Recensé : Anne-Sophie Bruno, Les Chemins de la mobilité. Migrants de Tunisie et le marché du travail parisien depuis 1956, Paris, Éditions de l’École des hautes études en Sciences sociales, 2010. 286 p., 23 €.

Synthèse d’un travail de doctorat en histoire contemporaine [1], cet ouvrage d’Anne-Sophie Bruno étudie les mobilités professionnelles de migrants « natifs de Tunisie », venus s’installer en Île-de-France au lendemain de l’indépendance. L’auteure ne cantonne cependant pas son approche aux seules trajectoires professionnelles des individus en situation migratoire mais les lie, au contraire, aux évolutions politiques, juridiques et économiques connues par le pays d’accueil dans le second XXe siècle.

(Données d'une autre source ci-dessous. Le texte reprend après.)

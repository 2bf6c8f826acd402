//! Host side bridge to the chaincode enclave.
//!
//! [`enclave::Enclave`] drives one enclave instance through its lifecycle.
//! Transactions enter through [`enclave::Enclave::invoke`], which registers
//! the transaction's ledger accessor in the [`registry::Registry`] for the
//! duration of the call, so callbacks coming out of the enclave reach the
//! right ledger view.

pub mod callbacks;
pub mod config;
pub mod enclave;
#[cfg(feature = "sgx")]
pub mod ffi;
pub mod gate;
pub mod identity;
pub mod marshal;
pub mod mock;
pub mod mrenclave;
pub mod registry;

pub use enclave::{AttestationMaterial, Enclave, EnclaveError, State};
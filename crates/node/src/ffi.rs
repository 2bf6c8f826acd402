//! Callback symbols the native enclave library links against.
//!
//! Each takes the opaque context the host passed into `sgxcc_invoke`, a
//! pointer to the call's [`CallContext`] id, and forwards to [`Callbacks`]
//! over the process wide registry.

use std::{
    ffi::c_void,
    slice,
    sync::LazyLock,
};

use ecc_types::{CallContext, HostCalls};
use tracing::error;

use crate::{callbacks::Callbacks, registry::Registry};

static CALLBACKS: LazyLock<Callbacks> = LazyLock::new(|| Callbacks::new(Registry::global()));

/// # Safety
/// `ptr` must be null with `len == 0`, or valid for `len` bytes.
unsafe fn input<'a>(ptr: *const u8, len: u32) -> &'a [u8] {
    if ptr.is_null() || len == 0 {
        return &[];
    }
    slice::from_raw_parts(ptr, len as usize)
}

/// # Safety
/// `ptr` must be null with `len == 0`, or valid for writes of `len` bytes.
unsafe fn output<'a>(ptr: *mut u8, len: u32) -> &'a mut [u8] {
    if ptr.is_null() || len == 0 {
        return &mut [];
    }
    slice::from_raw_parts_mut(ptr, len as usize)
}

/// # Safety
/// `ctx` must be null or point at a `u64`.
unsafe fn context(ctx: *const c_void) -> CallContext {
    if ctx.is_null() {
        error!("enclave passed a null call context");
        std::process::abort();
    }
    CallContext(*ctx.cast::<u64>())
}

/// # Safety
/// `out_len` must be valid for writes.
unsafe fn out_len<'a>(out_len: *mut u32) -> &'a mut u32 {
    if out_len.is_null() {
        error!("enclave passed a null length pointer");
        std::process::abort();
    }
    &mut *out_len
}

/// # Safety
/// Called by the enclave library only, with buffers valid for their stated sizes.
#[no_mangle]
pub unsafe extern "C" fn get_creator_name(
    msp_id: *mut u8,
    max_msp_id_len: u32,
    dn: *mut u8,
    max_dn_len: u32,
    ctx: *mut c_void,
) {
    let ctx = context(ctx);
    CALLBACKS.get_creator_name(output(msp_id, max_msp_id_len), output(dn, max_dn_len), ctx);
}

/// # Safety
/// Called by the enclave library only, with buffers valid for their stated sizes.
#[no_mangle]
pub unsafe extern "C" fn get_state(
    key: *const u8,
    key_len: u32,
    val: *mut u8,
    max_val_len: u32,
    val_len: *mut u32,
    ctx: *mut c_void,
) {
    let ctx = context(ctx);
    CALLBACKS.get_state(
        input(key, key_len),
        output(val, max_val_len),
        out_len(val_len),
        ctx,
    );
}

/// # Safety
/// Called by the enclave library only, with buffers valid for their stated sizes.
#[no_mangle]
pub unsafe extern "C" fn put_state(
    key: *const u8,
    key_len: u32,
    val: *const u8,
    val_len: u32,
    ctx: *mut c_void,
) {
    let ctx = context(ctx);
    CALLBACKS.put_state(input(key, key_len), input(val, val_len), ctx);
}

/// # Safety
/// Called by the enclave library only, with buffers valid for their stated sizes.
#[no_mangle]
pub unsafe extern "C" fn get_state_by_partial_composite_key(
    comp_key: *const u8,
    comp_key_len: u32,
    values: *mut u8,
    max_values_len: u32,
    values_len: *mut u32,
    ctx: *mut c_void,
) {
    let ctx = context(ctx);
    CALLBACKS.get_state_by_partial_composite_key(
        input(comp_key, comp_key_len),
        output(values, max_values_len),
        out_len(values_len),
        ctx,
    );
}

En faisant ainsi dialoguer sociohistoire des migrations, histoire économique et sociologie du travail, cette étude met au jour les rapports existants entre les processus d’intégration et de pérennisation sur un marché français de l’emploi segmenté et la construction des identités sociales de populations qui relevaient, du temps du protectorat, de statuts juridiques et culturels multiples. De même, la recherche montre clairement que l’analyse d’une population migrante et marginale à l’échelle des habitants de France n’en constitue pas moins un formidable révélateur de l’histoire économique des Trente Glorieuses et de la crise économique qui s’en est suivie. L’histoire de l’immigration, on le sait, n’est plus un « terrain en friche » ; mais, au-delà du constat d’un espace de recherche investi, elle est aussi un lieu d’innovations, notamment en termes de construction méthodologique et d’usage des archives. Anne-Sophie Bruno nous propose ici un remarquable exemple des dynamiques qui se développent dans les études sur les migrants.

Les « natifs de Tunisie »

En refusant le modèle proposé par les ethnic studies nord-américaines, qui étudient séparément les groupes de migrants en fonction de leurs caractéristiques culturelles, nationales, géographiques ou religieuses, Anne-Sophie Bruno a comparé les trajectoires de populations qui, du temps du protectorat français, dépendaient de statuts juridiques et culturels multiples. L’intervention française de 1881, on le sait, n’a pas créé la « mosaïque tunisienne », mais elle l’a considérablement complexifiée et figée [2]. Les musulmans, collectivement renvoyés au bas de l’échelle sociale et politique, alors qualifiés « de protégés français », y étaient toujours distingués des populations juives ; mais ces dernières, sans avoir été collectivement naturalisées comme ce fut le cas dans l’Algérie coloniale en 1870, ont cependant connu des facilités pour acquérir la nationalité française. Leur groupe, déjà particulièrement complexe du fait de ses origines multiples, se trouva désormais pris dans cet « entre-deux colonial », si bien décrit par Albert Memmi [3], qui faisait d’eux une population culturellement francisée mais sans toujours être juridiquement membres de la nation française. Le système colonial distinguait encore les étrangers, souvent italiens, voire les Espagnols réfugiés de 1939, eux aussi très rapidement francisés mais pas toujours devenus « Français par acquisition ». Enfin, les populations « françaises de France », ou nées en Tunisie de parents français, occupaient avec plus de facilités les places économiques et sociales élevées.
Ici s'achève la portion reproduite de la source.